TASK DIRECTIONS
In the data below, find each line containing the string "RefCell" and return it.

DATA EXCERPTS

----------

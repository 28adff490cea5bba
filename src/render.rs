//! Print the cluster init script (and optionally the setup summary) for the given parameters
//! without connecting to anything. No credentials are needed, since the script expands them on
//! the cluster.

use clap::clap_app;

use log::info;

use crate::common::{
    config::{param_args, MetastoreConfig, Params},
    location_args,
    script::{self, InitScript, SetupSummary},
    Options,
};

pub fn cli_options() -> clap::App<'static, 'static> {
    let app = clap_app! { render =>
        (about: "Prints the cluster init script for the given parameters without connecting to \
                 the setup host.")
        (@arg OUTPUT: -o --output +takes_value
         "(Optional) write the script to this local file instead of printing it")
        (@arg SUMMARY: --summary
         "Also print the cluster environment variables and the equivalent Spark config")
        (@arg LENIENT_DBTYPE: --lenient_dbtype
         "Fall back to mssql for an unrecognized --dbtype instead of failing.")
    };

    param_args(location_args(app))
}

pub fn run(sub_m: &clap::ArgMatches<'_>) -> Result<(), failure::Error> {
    let options = Options::from_matches(sub_m)?;

    let params = Params::from_matches(sub_m)?;
    let config = MetastoreConfig::from_params(&params, options.lenient_dbtype)?;

    let (contents, script_path) = render(&config, &options)?;

    match sub_m.value_of("OUTPUT") {
        Some(path) => {
            std::fs::write(path, &contents)?;
            info!("Wrote {} (publish it as {})", path, script_path);
        }
        None => print!("{}", contents),
    }

    if sub_m.is_present("SUMMARY") {
        println!();
        println!(
            "{}",
            SetupSummary::new(&config, options.storage_root, &script_path)
        );
    }

    Ok(())
}

/// The init script and the path `setup` would publish it at.
fn render(
    config: &MetastoreConfig,
    options: &Options<'_>,
) -> Result<(String, String), failure::Error> {
    let contents = InitScript::new(config, options.storage_root).render()?;
    let script_path = script::script_path(options.scripts_dir, config);

    Ok((contents, script_path))
}

#[cfg(test)]
mod test {
    use super::*;

    use crate::common::testing::{config, FakeHost};

    #[test]
    fn matches_published_script() {
        let config = config("mysql", "2.3.7");
        let options = Options::default();

        let (contents, script_path) = render(&config, &options).unwrap();

        let host = FakeHost::default();
        let published = script::publish(
            &host,
            &config,
            options.storage_root,
            options.scripts_dir,
        )
        .unwrap();

        assert_eq!(published, script_path);
        assert_eq!(host.files.borrow()[&published].0, contents);
    }

    #[test]
    fn cli_parses_params() {
        let matches = cli_options().get_matches_from(vec![
            "render",
            "--dbtype",
            "postgres",
            "--dbhost",
            "pg.example.com",
            "--dbport",
            "5432",
            "--jdbcurl",
            "jdbc:postgresql://pg.example.com:5432/metastore",
            "--secretscope",
            "metastore",
            "--storage_root",
            "/mnt/storage",
        ]);

        let options = Options::from_matches(&matches).unwrap();
        let params = Params::from_matches(&matches).unwrap();
        let config = MetastoreConfig::from_params(&params, options.lenient_dbtype).unwrap();

        let (contents, script_path) = render(&config, &options).unwrap();
        assert_eq!(
            script_path,
            "/dbfs/databricks/scripts/external-metastore-237.sh"
        );
        assert!(contents.contains("/mnt/storage/metastore_jars_2.3.7/*"));
        assert!(contents.contains("org.postgresql.Driver"));
    }
}
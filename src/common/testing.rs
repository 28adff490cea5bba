//! Fixtures shared by the unit tests.

use std::cell::RefCell;
use std::collections::BTreeMap;

use super::{
    config::{MetastoreConfig, Params},
    error::SetupError,
    hive::ArtifactFetcher,
    remote::{FileStore, ReachabilityProbe},
    schema::{Action, Invocation, SchemaMigrator},
};

/// Parameters for a postgres metastore with the given database type and Hive version.
pub fn params(dbtype: &str, hiveversion: &str) -> Params {
    Params {
        dbhost: "pg.example.com".into(),
        dbport: "5432".into(),
        jdbcurl: "jdbc:postgresql://pg.example.com:5432/metastore".into(),
        secretscope: "metastore".into(),
        dbtype: dbtype.into(),
        hiveversion: hiveversion.into(),
        ..Params::default()
    }
}

pub fn config(dbtype: &str, hiveversion: &str) -> MetastoreConfig {
    MetastoreConfig::from_params(&params(dbtype, hiveversion), false).unwrap()
}

/// A setup host that records what it is asked to do. Any operation whose event starts with
/// `fail_on` is recorded and then fails.
#[derive(Default)]
pub struct FakeHost {
    pub events: RefCell<Vec<String>>,
    pub files: RefCell<BTreeMap<String, (String, u32)>>,
    pub fail_on: Option<String>,
    pub unreachable: bool,
}

impl FakeHost {
    fn record(&self, event: String) -> Result<(), failure::Error> {
        let fail = match &self.fail_on {
            Some(prefix) => event.starts_with(prefix.as_str()),
            None => false,
        };

        self.events.borrow_mut().push(event.clone());

        if fail {
            Err(SetupError::CommandFailed {
                cmd: event,
                status: "exit status: 1".into(),
            }
            .into())
        } else {
            Ok(())
        }
    }
}

impl ArtifactFetcher for FakeHost {
    fn fetch_tarball(&self, url: &str, into_dir: &str) -> Result<(), failure::Error> {
        self.record(format!("tarball {} {}", url, into_dir))
    }

    fn fetch_file(&self, url: &str, file_name: &str) -> Result<(), failure::Error> {
        self.record(format!("fetch_file {} {}", file_name, url))
    }

    fn install_file(&self, file_name: &str, dir: &str) -> Result<(), failure::Error> {
        self.record(format!("install {} {}", file_name, dir))
    }

    fn copy_dir_contents(&self, from: &str, to: &str) -> Result<(), failure::Error> {
        self.record(format!("copy {} {}", from, to))
    }
}

impl FileStore for FakeHost {
    fn put(&self, path: &str, contents: &str, mode: u32) -> Result<(), failure::Error> {
        self.record(format!("put {} {:o}", path, mode))?;
        self.files
            .borrow_mut()
            .insert(path.into(), (contents.into(), mode));
        Ok(())
    }

    fn remove(&self, path: &str) -> Result<(), failure::Error> {
        self.record(format!("remove {}", path))?;
        self.files.borrow_mut().remove(path);
        Ok(())
    }
}

impl ReachabilityProbe for FakeHost {
    fn probe(&self, host: &str, port: u16) -> Result<(), failure::Error> {
        self.record(format!("probe {}:{}", host, port))?;

        if self.unreachable {
            Err(SetupError::Unreachable {
                host: host.into(),
                port,
            }
            .into())
        } else {
            Ok(())
        }
    }
}

impl SchemaMigrator for FakeHost {
    fn run_schema_tool(&self, invocation: &Invocation) -> Result<String, failure::Error> {
        let event = match invocation.action {
            Action::Init { target, dry_run } => {
                format!("schematool init {} dry_run={}", target, dry_run)
            }
            Action::Info => "schematool info".into(),
        };
        self.record(event)?;

        Ok("schemaTool completed".into())
    }
}
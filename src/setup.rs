//! Set up an external Hive metastore: check that the database is reachable from the setup host,
//! download the Hive and Hadoop runtimes and the JDBC driver, stage the metastore jars in durable
//! storage, write the cluster init script, and initialize the schema if asked to.
//!
//! The setup host must be able to reach the database and must have durable storage mounted.

use clap::clap_app;

use console::style;

use log::info;

use crate::common::{
    config::{param_args, MetastoreConfig, Params},
    env,
    hive::{self, ArtifactFetcher},
    location_args,
    remote::{check_reachable, FileStore, ReachabilityProbe, RemoteHost},
    remote_args,
    schema::{self, InitOutcome, SchemaMigrator},
    script::{self, SetupSummary},
    secret_store,
    secrets::Credentials,
    timings_str, Login, Options,
};

pub fn cli_options() -> clap::App<'static, 'static> {
    let app = clap_app! { setup =>
        (about: "Sets up an external Hive metastore from the given setup host: downloads the \
                 metastore jars, writes the cluster init script and optionally initializes the \
                 metastore schema.")
    };

    param_args(location_args(remote_args(app)))
}

pub fn run(dry_run: bool, sub_m: &clap::ArgMatches<'_>) -> Result<(), failure::Error> {
    let login = Login::from_matches(sub_m)?;
    let options = Options::from_matches(sub_m)?;

    let params = Params::from_matches(sub_m)?;
    let config = MetastoreConfig::from_params(&params, options.lenient_dbtype)?;

    let store = secret_store(sub_m)?;
    let credentials = Credentials::resolve(&config, store.as_ref())?;

    let host = RemoteHost::connect(&login, dry_run)?;

    let report = run_pipeline(&host, &config, &credentials, &options)?;

    if let InitOutcome::Initialized(target) = report.schema {
        println!(
            "{}",
            style(format!("Metastore schema initialized to {}", target)).green()
        );
    }

    println!("{}", style("== DONE ==").green().bold());
    println!(
        "{}",
        SetupSummary::new(&config, options.storage_root, &report.script_path)
    );

    Ok(())
}

/// What `run_pipeline` did.
#[derive(Clone, Debug, PartialEq, Eq)]
pub struct Report {
    /// Where the init script was written.
    pub script_path: String,
    pub schema: InitOutcome,
}

/// Run the whole setup against `host`.
///
/// Nothing is written if the database is unreachable. Once written, the environment snapshot is
/// removed at the end whether or not the later steps succeeded, unless `options.keep_env`.
pub fn run_pipeline<H>(
    host: &H,
    config: &MetastoreConfig,
    credentials: &Credentials,
    options: &Options<'_>,
) -> Result<Report, failure::Error>
where
    H: ArtifactFetcher + FileStore + ReachabilityProbe + SchemaMigrator,
{
    check_reachable(host, config, options.skip_probe)?;

    env::with_snapshot(host, config, credentials, options.keep_env, || {
        let mut timers = vec![];

        let plan = hive::plan_downloads(config, options.storage_root);
        time!(timers, "Artifacts", hive::acquire(host, &plan))?;

        let script_path = time!(
            timers,
            "Init script",
            script::publish(host, config, options.storage_root, options.scripts_dir)
        )?;

        let schema = time!(timers, "Schema", schema::initialize(host, config))?;

        info!("Timings:\n{}", timings_str(&timers));

        Ok(Report {
            script_path,
            schema,
        })
    })
}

----------

ANSWER BELOW
use std::cell::RefCell;
    pub events: RefCell<Vec<String>>,
    pub files: RefCell<BTreeMap<String, (String, u32)>>,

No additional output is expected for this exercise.